Il paesino fantasma di roghudi, nel parco Nazionale d'Aspromonte
Il paesino fantasma di roghudi, nel parco Nazionale d'Aspromonte

Sarà possibile vedere i due borghi fantasma dell’Aspromonte, Africo e Roghudi. Abbandonati negli anni ’50 e ’70 del secolo scorso all’indomani di un’alluvione, ora tornano a vivere con le escursioni e grazie al sacrificio di cittadini ed associazioni che hanno provveduto a pulire percorsi e siti.

DOPO PASQUA IL MEETING NAZIONALE DELLE GUIDE AMBIENTALI ESCURSIONISTICHE  – “Su questi territori c’è stato un inteso lavoro dell’Ente Parco nazionale dell’Aspromonte, che ha conseguito un accordo di programma con i Comuni del territorio, con stanziamenti e strategie per il recupero di questi borghi un tempo simbolo di arroccamento in montagna ed oggi pionieri dell’ecoturismo in Aspromonte” ci ricorda Giuseppe Bombino, infaticabile presidente dell’Ente Parco che in questi anni ha lavorato per il riscatto del territorio aspromontano. Il Meeting nazionale delle Guide Ambientali Escursionistiche (AIGAE), ospitato dal Parco nazionale dell’Aspromonte, ci ricorda Filippo Camerlenghi presidente di AIGAE, ai primi di Aprile, “sarà conferenze, escursioni, briefing stampa sul territorio, sulle cime dei monti, nei borghi fantasma, lungo i sentieri per vivere il territorio, assemblea dei soci, formazione, ma soprattutto un grande segno di amicizia ed impegno tra le guide ambientali escursionistiche AIGAE ed il Parco nazionale dell’Aspromonte, un luogo d’eccezione che merita tutto il nostro impegno per lo sviluppo dell’ecoturismo e del cammino lento”.

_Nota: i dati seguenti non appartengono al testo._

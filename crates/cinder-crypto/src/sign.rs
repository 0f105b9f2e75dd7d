//! Ed25519 digital signatures.
//!
//! Private keys are the 32-byte seed form; the public key is derived from it.
//! Signatures are deterministic. Verification uses the strict rules, which
//! reject small-order keys and non-canonical signatures.

use crate::backend::{NativeBackend, Primitives};
use crate::error::{CryptoError, Result};
use crate::validation;
use ed25519_dalek::{Signature, Signer, SigningKey, VerifyingKey};
use zeroize::Zeroizing;

/// Size of an Ed25519 public key in bytes.
pub const PUBLIC_KEY_SIZE: usize = 32;

/// Size of an Ed25519 private key (seed) in bytes.
pub const PRIVATE_KEY_SIZE: usize = 32;

/// Size of an Ed25519 signature in bytes.
pub const SIGNATURE_SIZE: usize = 64;

/// Generates a signing key pair into the given buffers.
///
/// # Errors
///
/// Returns an argument error for mis-sized buffers and
/// `CryptoError::RandomnessFailure` if the OS RNG is unavailable.
pub fn generate_key_pair(public_key: &mut [u8], private_key: &mut [u8]) -> Result<()> {
    validation::equal_to_size("public_key", public_key.len(), PUBLIC_KEY_SIZE)?;
    validation::equal_to_size("private_key", private_key.len(), PRIVATE_KEY_SIZE)?;
    NativeBackend.fill_random(private_key)?;
    compute_public_key(public_key, private_key)
}

/// Computes the public key belonging to `private_key`.
pub fn compute_public_key(public_key: &mut [u8], private_key: &[u8]) -> Result<()> {
    validation::equal_to_size("public_key", public_key.len(), PUBLIC_KEY_SIZE)?;
    let signing_key = signing_key(private_key)?;
    public_key.copy_from_slice(signing_key.verifying_key().as_bytes());
    Ok(())
}

/// Signs `message` into `signature`.
///
/// # Examples
///
/// ```
/// use cinder_crypto::sign::{generate_key_pair, sign, verify, PRIVATE_KEY_SIZE, PUBLIC_KEY_SIZE, SIGNATURE_SIZE};
///
/// let mut public_key = [0u8; PUBLIC_KEY_SIZE];
/// let mut private_key = [0u8; PRIVATE_KEY_SIZE];
/// generate_key_pair(&mut public_key, &mut private_key)?;
///
/// let mut signature = [0u8; SIGNATURE_SIZE];
/// sign(&mut signature, b"release v1.2.0", &private_key)?;
/// verify(&signature, b"release v1.2.0", &public_key)?;
/// # Ok::<(), cinder_crypto::error::CryptoError>(())
/// ```
pub fn sign(signature: &mut [u8], message: &[u8], private_key: &[u8]) -> Result<()> {
    validation::equal_to_size("signature", signature.len(), SIGNATURE_SIZE)?;
    let signing_key = signing_key(private_key)?;
    signature.copy_from_slice(&signing_key.sign(message).to_bytes());
    Ok(())
}

/// Verifies `signature` over `message`.
///
/// # Errors
///
/// Returns `CryptoError::InvalidSignature` if the signature does not verify,
/// and `CryptoError::InvalidFormat` if `public_key` is not a valid point.
pub fn verify(signature: &[u8], message: &[u8], public_key: &[u8]) -> Result<()> {
    let signature: &[u8; SIGNATURE_SIZE] = validation::as_array("signature", signature)?;
    let public_key: &[u8; PUBLIC_KEY_SIZE] = validation::as_array("public_key", public_key)?;
    let verifying_key =
        VerifyingKey::from_bytes(public_key).map_err(|_| CryptoError::InvalidFormat {
            what: "public key",
            reason: "not a valid Ed25519 point".into(),
        })?;
    verifying_key
        .verify_strict(message, &Signature::from_bytes(signature))
        .map_err(|_| CryptoError::InvalidSignature)
}

fn signing_key(private_key: &[u8]) -> Result<SigningKey> {
    let seed = Zeroizing::new(*validation::as_array::<PRIVATE_KEY_SIZE>("private_key", private_key)?);
    Ok(SigningKey::from_bytes(&seed))
}

#[cfg(test)]
mod tests {
    use super::*;
    use crate::error::ErrorKind;

    fn key_pair() -> ([u8; PUBLIC_KEY_SIZE], [u8; PRIVATE_KEY_SIZE]) {
        let mut public_key = [0u8; PUBLIC_KEY_SIZE];
        let mut private_key = [0u8; PRIVATE_KEY_SIZE];
        generate_key_pair(&mut public_key, &mut private_key).unwrap();
        (public_key, private_key)
    }

    #[test]
    fn test_rfc8032_test_1() {
        let private_key =
            hex::decode("9d61b19deffd5a60ba844af492ec2cc44449c5697b326919703bac031cae7f60")
                .unwrap();
        let mut public_key = [0u8; PUBLIC_KEY_SIZE];
        compute_public_key(&mut public_key, &private_key).unwrap();
        assert_eq!(
            hex::encode(public_key),
            "d75a980182b10ab7d54bfed3c964073a0ee172f3daa62325af021a68f707511a"
        );

        let mut signature = [0u8; SIGNATURE_SIZE];
        sign(&mut signature, b"", &private_key).unwrap();
        assert_eq!(
            hex::encode(signature),
            "e5564300c360ac729086e2cc806e828a84877f1eb8e5d974d873e06522490155\
             5fb8821590a33bacc61e39701cf9b46bd25bf5f0595bbe24655141438e7a100b"
        );
        verify(&signature, b"", &public_key).unwrap();
    }

    #[test]
    fn test_sign_verify_roundtrip() {
        let (public_key, private_key) = key_pair();
        let mut signature = [0u8; SIGNATURE_SIZE];
        sign(&mut signature, b"Hello, World!", &private_key).unwrap();
        assert!(verify(&signature, b"Hello, World!", &public_key).is_ok());
    }

    #[test]
    fn test_verify_wrong_message_or_key() {
        let (public_key, private_key) = key_pair();
        let (other_public, _) = key_pair();
        let mut signature = [0u8; SIGNATURE_SIZE];
        sign(&mut signature, b"message 1", &private_key).unwrap();

        let err = verify(&signature, b"message 2", &public_key).unwrap_err();
        assert!(matches!(err, CryptoError::InvalidSignature));
        assert_eq!(err.kind(), ErrorKind::Cryptographic);
        assert!(verify(&signature, b"message 1", &other_public).is_err());
    }

    #[test]
    fn test_verify_tampered_signature() {
        let (public_key, private_key) = key_pair();
        let mut signature = [0u8; SIGNATURE_SIZE];
        sign(&mut signature, b"test", &private_key).unwrap();
        signature[0] ^= 0x01;
        assert!(verify(&signature, b"test", &public_key).is_err());
    }

    #[test]
    fn test_signature_determinism() {
        let (_, private_key) = key_pair();
        let mut first = [0u8; SIGNATURE_SIZE];
        let mut second = [0u8; SIGNATURE_SIZE];
        sign(&mut first, b"same", &private_key).unwrap();
        sign(&mut second, b"same", &private_key).unwrap();
        assert_eq!(first, second);
    }

    #[test]
    fn test_size_checks() {
        let (public_key, private_key) = key_pair();
        let mut short = [0u8; SIGNATURE_SIZE - 1];
        assert!(matches!(
            sign(&mut short, b"m", &private_key),
            Err(CryptoError::InvalidLength {
                name: "signature",
                ..
            })
        ));
        assert!(matches!(
            verify(&[0u8; SIGNATURE_SIZE], b"m", &public_key[..31]),
            Err(CryptoError::InvalidLength {
                name: "public_key",
                ..
            })
        ));
    }
}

ROGHUDI IL BORGO FANTASMA TRA I PIÙ SPETTACOLARI DELL’INTERA CALABRIA –  Roghudi è situato in una posizione spettacolare e al quanto particolare ovvero su di uno sperone roccioso che degrada sulla fiumara Amendolea e da un lato anche sul torrente Furria. Questa sua posizione lo rende probabilmente tra i più spettacolari borghi abbandonati dell’intera Calabria. Fu abbandonato in seguito ad un’alluvione, negli anni ’70 anche se fino agli anni ’80 il borgo era teatro di feste religiose e spettacoli. Giornate in cui il paese era vissuto ed in tutte le strette vie c’era aria di festa e profumo di sugo di carne di capra che poi serviva per condire i maccheroni fatti a mano. Dopo il trasferimento della Madonna dal Borgo antico a quello nuovo, situato nella zona marina, anche la gente iniziò a non frequentarlo più.  Le strade per raggiungerlo divennero sempre più inaccessibili e per tutti diventò un paese fantasma! Ora grazie alle numerose attività escursionistiche nate nel frattempo, il borgo di Roghudi è stato reso visitabile, simbolo di un’Italia che punta sempre di più sul turismo ambientale e sempre più una meta molto apprezzata dai numerosi camminatori che hanno voglia di scoprire la storia di questo luogo che a lungo ha conservato, grazie ai abitanti, usi e tradizioni secolari e la lingua di Omero ovvero il Greco o Grecanico di Calabria.  Molte sono le leggende o storie particolari o curiosità che si sono tramandate fino ai giorni nostri. Come ad esempio sembra che ai muri esterni delle abitazioni venivano fissati grossi anelli di ferro ai quali si legavano delle corde per impedire che i bambini potessero cadere dagli altissimi dirupi.